In the current model of the canonical Wnt pathway, secreted Wnt proteins bind the receptor known as Frizzled (Fzd) and lipoprotein-receptor-related protein 5/6 (LRP5/6), thereby activating Disheveled (Dvl) proteins inside the cell (Cadigan and Nusse, 1997; Tran and Zheng, 2017). Dvl then binds to the carboxyl (C)-terminus of Fzd (Gao and Chen, 2009; Wong et al., 2003) and recruits Axin (Song et al., 2014), a protein member of the β-catenin destruction complex, away from the so-called destruction complex and to the cell membrane. Axin also plays an important role in bringing β-catenin and GSK-3β together so that the phosphorylation and subsequent β-catenin can occur in states where there is no Wnt agonist available (Xing et al., 2003). The destruction complex consists of Axin, glycogen synthase kinase-3β (GSK-3β), adenomatous polyposis coli (APC), casein kinase 1α (CK1α), and protein phosphatase 2A (PP2A) (Stamos and Weis, 2013; van Amerongen and Nusse, 2009; Wu and Pan, 2009). Without Wnt stimulation, β-catenin is phosphorylated by the GSK-3β in the destruction complex, and the phosphorylated β-catenin can be degraded through the ubiquitin-proteasome system. When Wnt stimulation occurs and activated Dvl recruits Axin to the membrane, GSK-3β is unable to phosphorylate β-catenin and prevents its degradation. β-catenin then can accumulate in the cell and is transported to the nucleus to initiate transcription of Wnt target genes by binding to T-cell factor/lymphoid enhancer-binding factor (TCF/LEF) transcription reporters, Creb-binding protein, and/or p300 protein (Cadigan and Nusse, 1997).

Therefore, GSK-3β inhibition by small compounds may emulate the removal of Axin with Wnt signaling, likewise leading to accumulation of β-catenin (Song et al., 2014; Wu and Pan, 2009).

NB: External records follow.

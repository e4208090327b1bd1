/// Progress remapping applied to every timeline step.
#[derive(Debug, Clone, Copy, PartialEq, Eq, Default)]
pub enum Easing {
    Linear,
    /// Circular ease-in-out; the shape every transition track uses.
    #[default]
    CircInOut,
}

impl Easing {
    pub fn sample(self, t: f32) -> f32 {
        let clamped = t.clamp(0.0, 1.0);
        match self {
            Easing::Linear => clamped,
            Easing::CircInOut => {
                if clamped < 0.5 {
                    let x = 2.0 * clamped;
                    (1.0 - (1.0 - x * x).max(0.0).sqrt()) * 0.5
                } else {
                    let x = -2.0 * clamped + 2.0;
                    ((1.0 - x * x).max(0.0).sqrt() + 1.0) * 0.5
                }
            }
        }
    }
}

#[cfg(test)]
mod tests {
    use super::*;

    #[test]
    fn linear_curve_increases_monotonically() {
        let curve = Easing::Linear;
        let mut last = 0.0;
        for step in 0..=10 {
            let sample = curve.sample(step as f32 / 10.0);
            assert!(sample >= last - f32::EPSILON);
            last = sample;
        }
    }

    #[test]
    fn circ_in_out_is_symmetric_about_midpoint() {
        let curve = Easing::CircInOut;
        assert!((curve.sample(0.0)).abs() < 1e-6);
        assert!((curve.sample(0.5) - 0.5).abs() < 1e-6);
        assert!((curve.sample(1.0) - 1.0).abs() < 1e-6);
        for step in 1..10 {
            let t = step as f32 / 20.0;
            let low = curve.sample(t);
            let high = curve.sample(1.0 - t);
            assert!((low + high - 1.0).abs() < 1e-5, "t={t} low={low} high={high}");
        }
    }

    #[test]
    fn circ_in_out_starts_and_ends_slowly() {
        let curve = Easing::CircInOut;
        assert!(curve.sample(0.1) < 0.1);
        assert!(curve.sample(0.9) > 0.9);
    }

    #[test]
    fn samples_clamp_out_of_range_progress() {
        for curve in [Easing::Linear, Easing::CircInOut] {
            assert_eq!(curve.sample(-1.0), curve.sample(0.0));
            assert_eq!(curve.sample(3.0), curve.sample(1.0));
        }
    }
}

This in turn activates Wnt signaling. Indeed, in early studies, it was discovered that millimolar concentrations of lithium chloride (LiCl) can specifically inhibit GSK-3β and can also activate the canonical Wnt signaling pathway (Klein and Melton, 1996; Stambolic et al., 1996). Since then, the use of Wnt-β-catenin pathway activators that inhibit GSK-3β has been one of the most studied to date. As an example of the utility of these small molecule inhibitors, lithium chloride has been shown to promote osteoblast differentiation by stimulating Wnt signaling. It has also been shown to improve bone mass in mice through Wnt signaling activation, independent of traditional Wnt second messengers such as LRP5/6 (Clement-Lacroix et al., 2005). The study opened up a new avenue in treatment of degenerative bone disease such as osteoporosis and osteopenia, and may provide lithium chloride with an additional pharmacologic purpose in addition to its usefulness in the treatment of bipolar disorder (Kao and Elinson, 1998).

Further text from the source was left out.